- Task objective
Would you repeat every line of the data exactly?

(Saved data entries)
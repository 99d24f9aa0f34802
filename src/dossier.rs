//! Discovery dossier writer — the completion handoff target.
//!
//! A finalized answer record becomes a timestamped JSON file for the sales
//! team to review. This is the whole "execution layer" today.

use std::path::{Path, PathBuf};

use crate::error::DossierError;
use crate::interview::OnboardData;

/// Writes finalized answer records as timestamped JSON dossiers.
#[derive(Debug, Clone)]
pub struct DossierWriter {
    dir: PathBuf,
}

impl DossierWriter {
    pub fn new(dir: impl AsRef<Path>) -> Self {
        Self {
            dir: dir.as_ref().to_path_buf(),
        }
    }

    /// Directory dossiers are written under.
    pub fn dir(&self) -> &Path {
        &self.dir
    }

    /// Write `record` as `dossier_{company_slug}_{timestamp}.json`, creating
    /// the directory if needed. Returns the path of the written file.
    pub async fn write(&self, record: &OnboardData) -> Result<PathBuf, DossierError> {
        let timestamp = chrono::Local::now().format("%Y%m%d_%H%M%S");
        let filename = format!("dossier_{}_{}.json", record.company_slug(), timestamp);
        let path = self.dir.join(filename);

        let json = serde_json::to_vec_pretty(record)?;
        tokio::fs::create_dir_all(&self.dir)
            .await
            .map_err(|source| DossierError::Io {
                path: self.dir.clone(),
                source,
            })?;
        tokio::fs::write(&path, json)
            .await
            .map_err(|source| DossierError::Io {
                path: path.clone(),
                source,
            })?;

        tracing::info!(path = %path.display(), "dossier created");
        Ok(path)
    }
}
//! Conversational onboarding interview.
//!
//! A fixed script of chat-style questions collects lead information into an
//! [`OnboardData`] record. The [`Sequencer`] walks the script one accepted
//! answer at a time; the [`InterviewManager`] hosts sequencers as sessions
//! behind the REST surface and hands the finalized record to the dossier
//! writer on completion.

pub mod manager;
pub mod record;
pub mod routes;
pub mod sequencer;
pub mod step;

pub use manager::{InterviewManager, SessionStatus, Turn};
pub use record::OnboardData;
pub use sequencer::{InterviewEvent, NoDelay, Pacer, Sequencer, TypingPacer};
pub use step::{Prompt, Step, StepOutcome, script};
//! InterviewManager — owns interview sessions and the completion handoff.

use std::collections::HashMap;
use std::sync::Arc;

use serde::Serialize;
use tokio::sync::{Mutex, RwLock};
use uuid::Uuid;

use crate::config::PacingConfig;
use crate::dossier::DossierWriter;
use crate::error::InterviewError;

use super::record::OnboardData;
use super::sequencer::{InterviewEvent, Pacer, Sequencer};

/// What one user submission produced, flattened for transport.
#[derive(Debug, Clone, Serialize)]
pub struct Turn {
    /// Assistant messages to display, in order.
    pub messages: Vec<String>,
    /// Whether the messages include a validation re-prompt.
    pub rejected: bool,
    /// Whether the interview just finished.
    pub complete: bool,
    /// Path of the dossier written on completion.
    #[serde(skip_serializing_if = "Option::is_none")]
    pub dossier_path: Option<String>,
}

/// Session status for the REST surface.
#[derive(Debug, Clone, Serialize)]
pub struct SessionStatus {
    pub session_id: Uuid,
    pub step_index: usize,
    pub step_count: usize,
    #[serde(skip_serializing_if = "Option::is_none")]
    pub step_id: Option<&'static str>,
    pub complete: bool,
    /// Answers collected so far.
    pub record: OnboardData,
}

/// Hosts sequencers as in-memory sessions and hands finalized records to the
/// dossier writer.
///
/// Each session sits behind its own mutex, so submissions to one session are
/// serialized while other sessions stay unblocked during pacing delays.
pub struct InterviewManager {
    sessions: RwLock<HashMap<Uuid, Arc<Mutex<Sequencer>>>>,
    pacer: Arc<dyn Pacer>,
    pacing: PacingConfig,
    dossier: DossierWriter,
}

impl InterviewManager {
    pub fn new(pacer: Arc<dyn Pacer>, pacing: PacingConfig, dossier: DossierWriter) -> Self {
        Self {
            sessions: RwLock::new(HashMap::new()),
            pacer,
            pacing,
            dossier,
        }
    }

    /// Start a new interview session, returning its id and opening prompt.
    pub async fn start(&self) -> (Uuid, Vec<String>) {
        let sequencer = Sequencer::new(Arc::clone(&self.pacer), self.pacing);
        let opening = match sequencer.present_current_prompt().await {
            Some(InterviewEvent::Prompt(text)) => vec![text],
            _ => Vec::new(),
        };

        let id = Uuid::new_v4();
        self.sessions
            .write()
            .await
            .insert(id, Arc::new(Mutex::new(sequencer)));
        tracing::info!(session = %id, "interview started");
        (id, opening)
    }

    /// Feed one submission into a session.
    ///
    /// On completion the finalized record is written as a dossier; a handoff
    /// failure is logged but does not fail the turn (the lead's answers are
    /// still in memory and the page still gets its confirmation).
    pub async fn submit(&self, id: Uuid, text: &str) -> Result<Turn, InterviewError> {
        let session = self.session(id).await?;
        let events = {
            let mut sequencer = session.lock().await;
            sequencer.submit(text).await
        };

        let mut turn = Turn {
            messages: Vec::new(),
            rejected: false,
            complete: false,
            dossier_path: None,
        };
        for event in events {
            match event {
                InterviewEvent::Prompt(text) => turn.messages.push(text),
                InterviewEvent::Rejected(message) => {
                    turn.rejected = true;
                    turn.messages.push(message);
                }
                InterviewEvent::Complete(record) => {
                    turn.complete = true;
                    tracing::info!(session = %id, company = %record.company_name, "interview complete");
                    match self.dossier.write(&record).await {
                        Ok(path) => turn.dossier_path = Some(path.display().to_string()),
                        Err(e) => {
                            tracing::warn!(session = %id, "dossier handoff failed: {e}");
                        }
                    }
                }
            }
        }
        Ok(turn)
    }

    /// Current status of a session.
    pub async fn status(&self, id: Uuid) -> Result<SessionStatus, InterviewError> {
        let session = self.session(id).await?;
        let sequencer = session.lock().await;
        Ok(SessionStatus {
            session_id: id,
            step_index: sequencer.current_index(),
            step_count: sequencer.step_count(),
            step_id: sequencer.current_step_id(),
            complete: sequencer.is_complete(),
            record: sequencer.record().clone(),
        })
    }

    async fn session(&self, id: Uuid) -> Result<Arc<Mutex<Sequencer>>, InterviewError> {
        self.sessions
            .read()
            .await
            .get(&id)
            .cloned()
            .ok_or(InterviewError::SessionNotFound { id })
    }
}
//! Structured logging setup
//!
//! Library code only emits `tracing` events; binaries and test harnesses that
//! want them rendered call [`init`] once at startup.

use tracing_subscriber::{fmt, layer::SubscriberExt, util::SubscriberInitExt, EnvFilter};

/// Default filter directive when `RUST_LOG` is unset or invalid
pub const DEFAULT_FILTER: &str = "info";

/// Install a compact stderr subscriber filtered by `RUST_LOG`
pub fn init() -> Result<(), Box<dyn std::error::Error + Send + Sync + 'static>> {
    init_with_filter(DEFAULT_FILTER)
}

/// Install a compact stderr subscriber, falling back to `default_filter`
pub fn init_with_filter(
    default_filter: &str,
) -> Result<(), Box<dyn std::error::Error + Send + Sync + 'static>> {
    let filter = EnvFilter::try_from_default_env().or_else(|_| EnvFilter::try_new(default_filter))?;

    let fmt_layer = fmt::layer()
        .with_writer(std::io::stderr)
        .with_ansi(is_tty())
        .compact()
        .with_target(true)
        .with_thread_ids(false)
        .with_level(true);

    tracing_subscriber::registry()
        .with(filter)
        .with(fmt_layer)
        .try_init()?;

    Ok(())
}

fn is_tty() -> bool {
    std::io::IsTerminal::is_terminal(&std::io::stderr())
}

- Exercise output
repository 99d24f9aa0f34802
filename src/dossier.rs
//! Discovery dossier writer — the completion handoff target.
//!
//! A finalized answer record becomes a timestamped JSON file for the sales
//! team to review. This is the whole "execution layer" today.

use std::path::{Path, PathBuf};

use crate::error::DossierError;
use crate::interview::OnboardData;

/// Writes finalized answer records as timestamped JSON dossiers.
#[derive(Debug, Clone)]
pub struct DossierWriter {
    dir: PathBuf,
}

impl DossierWriter {
    pub fn new(dir: impl AsRef<Path>) -> Self {
        Self {
            dir: dir.as_ref().to_path_buf(),
        }
    }

    /// Directory dossiers are written under.
    pub fn dir(&self) -> &Path {
        &self.dir
    }

    /// Write `record` as `dossier_{company_slug}_{timestamp}.json`, creating
    /// the directory if needed. Returns the path of the written file.
    pub async fn write(&self, record: &OnboardData) -> Result<PathBuf, DossierError> {
        let timestamp = chrono::Local::now().format("%Y%m%d_%H%M%S");
        let filename = format!("dossier_{}_{}.json", record.company_slug(), timestamp);
        let path = self.dir.join(filename);

        let json = serde_json::to_vec_pretty(record)?;
        tokio::fs::create_dir_all(&self.dir)
            .await
            .map_err(|source| DossierError::Io {
                path: self.dir.clone(),
                source,
            })?;
        tokio::fs::write(&path, json)
            .await
            .map_err(|source| DossierError::Io {
                path: path.clone(),
                source,
            })?;

        tracing::info!(path = %path.display(), "dossier created");
        Ok(path)
    }
}
//! Conversational onboarding interview.
//!
//! A fixed script of chat-style questions collects lead information into an
//! [`OnboardData`] record. The [`Sequencer`] walks the script one accepted
//! answer at a time; the [`InterviewManager`] hosts sequencers as sessions
//! behind the REST surface and hands the finalized record to the dossier
//! writer on completion.

pub mod manager;
pub mod record;
pub mod routes;
pub mod sequencer;
pub mod step;

pub use manager::{InterviewManager, SessionStatus, Turn};
pub use record::OnboardData;
pub use sequencer::{InterviewEvent, NoDelay, Pacer, Sequencer, TypingPacer};
pub use step::{Prompt, Step, StepOutcome, script};
//! InterviewManager — owns interview sessions and the completion handoff.

use std::collections::HashMap;
use std::sync::Arc;

use serde::Serialize;
use tokio::sync::{Mutex, RwLock};
use uuid::Uuid;

use crate::config::PacingConfig;
use crate::dossier::DossierWriter;
use crate::error::InterviewError;

use super::record::OnboardData;
use super::sequencer::{InterviewEvent, Pacer, Sequencer};

/// What one user submission produced, flattened for transport.
#[derive(Debug, Clone, Serialize)]
pub struct Turn {
    /// Assistant messages to display, in order.
    pub messages: Vec<String>,
    /// Whether the messages include a validation re-prompt.
    pub rejected: bool,
    /// Whether the interview just finished.
    pub complete: bool,
    /// Path of the dossier written on completion.
    #[serde(skip_serializing_if = "Option::is_none")]
    pub dossier_path: Option<String>,
}

/// Session status for the REST surface.
#[derive(Debug, Clone, Serialize)]
pub struct SessionStatus {
    pub session_id: Uuid,
    pub step_index: usize,
    pub step_count: usize,
    #[serde(skip_serializing_if = "Option::is_none")]
    pub step_id: Option<&'static str>,
    pub complete: bool,
    /// Answers collected so far.
    pub record: OnboardData,
}

/// Hosts sequencers as in-memory sessions and hands finalized records to the
/// dossier writer.
///
/// Each session sits behind its own mutex, so submissions to one session are
/// serialized while other sessions stay unblocked during pacing delays.
pub struct InterviewManager {
    sessions: RwLock<HashMap<Uuid, Arc<Mutex<Sequencer>>>>,
    pacer: Arc<dyn Pacer>,
    pacing: PacingConfig,
    dossier: DossierWriter,
}

impl InterviewManager {
    pub fn new(pacer: Arc<dyn Pacer>, pacing: PacingConfig, dossier: DossierWriter) -> Self {
        Self {
            sessions: RwLock::new(HashMap::new()),
            pacer,
            pacing,
            dossier,
        }
    }

    /// Start a new interview session, returning its id and opening prompt.
    pub async fn start(&self) -> (Uuid, Vec<String>) {
        let sequencer = Sequencer::new(Arc::clone(&self.pacer), self.pacing);
        let opening = match sequencer.present_current_prompt().await {
            Some(InterviewEvent::Prompt(text)) => vec![text],
            _ => Vec::new(),
        };

        let id = Uuid::new_v4();
        self.sessions
            .write()
            .await
            .insert(id, Arc::new(Mutex::new(sequencer)));
        tracing::info!(session = %id, "interview started");
        (id, opening)
    }

    /// Feed one submission into a session.
    ///
    /// On completion the finalized record is written as a dossier; a handoff
    /// failure is logged but does not fail the turn (the lead's answers are
    /// still in memory and the page still gets its confirmation).
    pub async fn submit(&self, id: Uuid, text: &str) -> Result<Turn, InterviewError> {
        let session = self.session(id).await?;
        let events = {
            let mut sequencer = session.lock().await;
            sequencer.submit(text).await
        };

        let mut turn = Turn {
            messages: Vec::new(),
            rejected: false,
            complete: false,
            dossier_path: None,
        };
        for event in events {
            match event {
                InterviewEvent::Prompt(text) => turn.messages.push(text),
                InterviewEvent::Rejected(message) => {
                    turn.rejected = true;
                    turn.messages.push(message);
                }
                InterviewEvent::Complete(record) => {
                    turn.complete = true;
                    tracing::info!(session = %id, company = %record.company_name, "interview complete");
                    match self.dossier.write(&record).await {
                        Ok(path) => turn.dossier_path = Some(path.display().to_string()),
                        Err(e) => {
                            tracing::warn!(session = %id, "dossier handoff failed: {e}");
                        }
                    }
                }
            }
        }
        Ok(turn)
    }

    /// Current status of a session.
    pub async fn status(&self, id: Uuid) -> Result<SessionStatus, InterviewError> {
        let session = self.session(id).await?;
        let sequencer = session.lock().await;
        Ok(SessionStatus {
            session_id: id,
            step_index: sequencer.current_index(),
            step_count: sequencer.step_count(),
            step_id: sequencer.current_step_id(),
            complete: sequencer.is_complete(),
            record: sequencer.record().clone(),
        })
    }

    async fn session(&self, id: Uuid) -> Result<Arc<Mutex<Sequencer>>, InterviewError> {
        self.sessions
            .read()
            .await
            .get(&id)
            .cloned()
            .ok_or(InterviewError::SessionNotFound { id })
    }
}
//! Structured logging setup
//!
//! Library code only emits `tracing` events; binaries and test harnesses that
//! want them rendered call [`init`] once at startup.

use tracing_subscriber::{fmt, layer::SubscriberExt, util::SubscriberInitExt, EnvFilter};

/// Default filter directive when `RUST_LOG` is unset or invalid
pub const DEFAULT_FILTER: &str = "info";

/// Install a compact stderr subscriber filtered by `RUST_LOG`
pub fn init() -> Result<(), Box<dyn std::error::Error + Send + Sync + 'static>> {
    init_with_filter(DEFAULT_FILTER)
}

/// Install a compact stderr subscriber, falling back to `default_filter`
pub fn init_with_filter(
    default_filter: &str,
) -> Result<(), Box<dyn std::error::Error + Send + Sync + 'static>> {
    let filter = EnvFilter::try_from_default_env().or_else(|_| EnvFilter::try_new(default_filter))?;

    let fmt_layer = fmt::layer()
        .with_writer(std::io::stderr)
        .with_ansi(is_tty())
        .compact()
        .with_target(true)
        .with_thread_ids(false)
        .with_level(true);

    tracing_subscriber::registry()
        .with(filter)
        .with(fmt_layer)
        .try_init()?;

    Ok(())
}

fn is_tty() -> bool {
    std::io::IsTerminal::is_terminal(&std::io::stderr())
}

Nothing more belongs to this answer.